Some others, having better nature, but less wit (for ill commonly have overmuch wit) do not utterly dispraise learning, but they say, that, without learning, common experience, knowledge of all fashions, and haunting all companies, shall work in youth both wisdom and ability to execute any weighty affair. Surely long experience doth profit much, but most, and almost only to him (if we mean honest affairs) that is dilligently before instructed with precepts of well-doing. For good precepts of learning be the eyes of the mind, to look wisely before a man which way to go right, and which not.

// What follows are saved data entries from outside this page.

//! WHERE clause accumulation shared by SELECT, UPDATE, DELETE and UPSERT.

use crate::error::{BuildError, BuildResult};
use crate::value::PreparedValue;
use std::fmt;
use std::str::FromStr;

/// Comparison operator of a filter predicate.
///
/// Parses from the textual operators `=`, `!=`, `>`, `>=`, `<=`, `<`,
/// `isnull`, `isntnull` and `like`.
#[derive(Debug, Clone, Copy, PartialEq, Eq, Hash)]
pub enum Op {
    Eq,
    Ne,
    Gt,
    Gte,
    Lte,
    Lt,
    IsNull,
    IsNotNull,
    Like,
}

impl Op {
    /// SQL rendering of the operator.
    pub fn as_sql(self) -> &'static str {
        match self {
            Op::Eq => "=",
            Op::Ne => "<>",
            Op::Gt => ">",
            Op::Gte => ">=",
            Op::Lte => "<=",
            Op::Lt => "<",
            Op::IsNull => "IS NULL",
            Op::IsNotNull => "IS NOT NULL",
            Op::Like => "LIKE",
        }
    }

    /// Whether the operator compares against a bound value.
    pub fn takes_value(self) -> bool {
        !matches!(self, Op::IsNull | Op::IsNotNull)
    }
}

impl FromStr for Op {
    type Err = BuildError;

    fn from_str(s: &str) -> Result<Self, Self::Err> {
        Ok(match s {
            "=" => Op::Eq,
            "!=" => Op::Ne,
            ">" => Op::Gt,
            ">=" => Op::Gte,
            "<=" => Op::Lte,
            "<" => Op::Lt,
            "isnull" => Op::IsNull,
            "isntnull" => Op::IsNotNull,
            "like" => Op::Like,
            other => {
                return Err(BuildError::format(format!("Unknown operator '{other}'")));
            }
        })
    }
}

impl fmt::Display for Op {
    fn fmt(&self, f: &mut fmt::Formatter<'_>) -> fmt::Result {
        f.write_str(self.as_sql())
    }
}

/// Convert an input into an [`Op`].
///
/// This is mainly for ergonomics in builder APIs.
pub trait IntoOp {
    fn into_op(self) -> BuildResult<Op>;
}

impl IntoOp for Op {
    fn into_op(self) -> BuildResult<Op> {
        Ok(self)
    }
}

impl IntoOp for &str {
    fn into_op(self) -> BuildResult<Op> {
        self.parse()
    }
}

#[derive(Debug, Clone, Copy, PartialEq, Eq, Default)]
pub(crate) enum Conjunction {
    #[default]
    And,
    Or,
}

/// Accumulated predicate text and the values its placeholders consume.
#[derive(Debug, Clone, Default)]
pub(crate) struct Filter {
    /// Rendered clause, including the leading ` WHERE `.
    clause: String,
    params: Vec<PreparedValue>,
    predicates: usize,
    conjunction: Conjunction,
    pending_open: usize,
}

impl Filter {
    /// True until the first predicate is added. Brackets alone do not count.
    pub(crate) fn is_empty(&self) -> bool {
        self.predicates == 0
    }

    pub(crate) fn clause(&self) -> &str {
        &self.clause
    }

    pub(crate) fn params(&self) -> &[PreparedValue] {
        &self.params
    }

    pub(crate) fn set_conjunction(&mut self, conjunction: Conjunction) {
        self.conjunction = conjunction;
    }

    pub(crate) fn open_bracket(&mut self) {
        self.pending_open += 1;
    }

    pub(crate) fn close_bracket(&mut self) {
        self.clause.push(')');
    }

    /// Append `column op [?]`, prefixed by `WHERE` or the pending conjunction.
    ///
    /// `column` is an already rendered column reference. The conjunction
    /// resets to AND afterwards.
    pub(crate) fn push_predicate(&mut self, column: &str, op: Op, value: Option<PreparedValue>) {
        if self.is_empty() {
            self.clause.push_str(" WHERE ");
        } else {
            self.clause.push_str(match self.conjunction {
                Conjunction::And => " AND ",
                Conjunction::Or => " OR ",
            });
        }
        self.conjunction = Conjunction::And;

        for _ in 0..self.pending_open {
            self.clause.push('(');
        }
        self.pending_open = 0;

        self.clause.push_str(column);
        self.clause.push(' ');
        self.clause.push_str(op.as_sql());
        if let Some(value) = value {
            self.clause.push_str(" ?");
            self.params.push(value);
        }
        self.predicates += 1;
    }
}
//! Backtick-quoted SQL identifiers.
//!
//! Table names, field names and aliases are always emitted inside backticks.
//! An embedded backtick is doubled, so a name can never close its own quote.
//!
//! Quoting reduces identifier injection risk but does not validate names:
//! identifiers are trusted caller input, never user data.
//!
//! # Example
//! ```ignore
//! use sqlforge::ident::Ident;
//!
//! assert_eq!(Ident::new("users").to_sql(), "`users`");
//! assert_eq!(Ident::column("users", "name"), "`users`.`name`");
//! ```

/// A single backtick-quoted SQL identifier (table, field or alias).
#[derive(Debug, Clone, PartialEq, Eq, Hash)]
pub struct Ident {
    name: String,
}

impl Ident {
    /// Wrap a raw name.
    pub fn new(name: impl Into<String>) -> Self {
        Self { name: name.into() }
    }

    /// The unquoted name.
    pub fn name(&self) -> &str {
        &self.name
    }

    /// Render the identifier as SQL.
    pub fn to_sql(&self) -> String {
        let mut out = String::with_capacity(self.name.len() + 2);
        self.write_sql(&mut out);
        out
    }

    pub(crate) fn write_sql(&self, out: &mut String) {
        write_quoted(out, &self.name);
    }

    /// Render a `table`.`field` reference.
    pub fn column(table: &str, field: &str) -> String {
        let mut out = String::with_capacity(table.len() + field.len() + 5);
        write_column(&mut out, table, field);
        out
    }
}

impl From<&str> for Ident {
    fn from(name: &str) -> Self {
        Self::new(name)
    }
}

impl From<String> for Ident {
    fn from(name: String) -> Self {
        Self::new(name)
    }
}

pub(crate) fn write_quoted(out: &mut String, name: &str) {
    out.push('`');
    for ch in name.chars() {
        if ch == '`' {
            out.push_str("``");
        } else {
            out.push(ch);
        }
    }
    out.push('`');
}

pub(crate) fn write_column(out: &mut String, table: &str, field: &str) {
    write_quoted(out, table);
    out.push('.');
    write_quoted(out, field);
}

Learning teacheth more in one year than experience in twenty; and learning teacheth safely, when experience maketh more miserable than wise. He hazardeth sore that waxeth wise by experience. An unhappy master is he that is made cunning by many shipwrecks; a miserable merchant, that is neither rich nor wise but after some bankrouts. It is costly wisdom that is bought by experience. We know by experience itself, that it is a marvellous pain to find out a short way but by long wandering; and surely he that would
prove wise by experience, he may be witty indeed, but even like a swift runner, that runneth fast out of the way, and upon the night, he knoweth not whither. And verily they be fewest in number that be wise by unlearned experience. And look well upon the former life of those few, whether your example be old or young, who, without learning, have gathered by long experience a little wisdom and some happiness; and when you do consider what mischief they have committed, what dangers they have escaped (and yet twenty for one do perish in the adventure,) then think well with yourself whether ye would that your own son should come to wisdom and happiness by the way of such experience or no.
It is a notable tale, that old Sir Roger Chamloe, some time Chief-Justice, would tell of himself. When he was Ancient in inn of court, certain young gentlemen were brought before him, to be corrected for certain misorders; and one of the lustiest said, 'Sir, we be young gentlemen; and wise men before us have proved all fashions, and yet those have done full well.' This they said, because it was well known that Sir Roger had been a goodfellow in his youth. But he answered them very wisely. 'Indeed,' saith he, 'in youth I was as you are now; and I had twelve fellows like unto myself, but not one of them came to a good end. And therefore, follow not my example in youth, but follow my counsel in age, if ever ye think to come to this place or to these years that I am come unto, lest ye meet either with poverty or Tyburn in the way.'”
Although thus jealous, however, of the effects of teaching by experience, and earnestly in favor of the method of at least laying the foundations of knowledge in the young mind chiefly by learning and good bringing up, Ascham would by no means have the whole time of youth to be spent in study.
“I do not mean, by all this my talk, that young gentlemen should always be poring on a book, and by using good studies should lose honest pleasure, and haunt no good pastime; I mean nothing less. For it is well known that I both like and love, and have always, and do yet still use all exercises and pastimes that be fit for my nature and ability. And beside natural disposition, in judgment also I was never either Stoic in doctrine or Anabaptist in religion, to mislike a merry, pleasant, and playful nature, if no outrage be committed against law, measure, and good order."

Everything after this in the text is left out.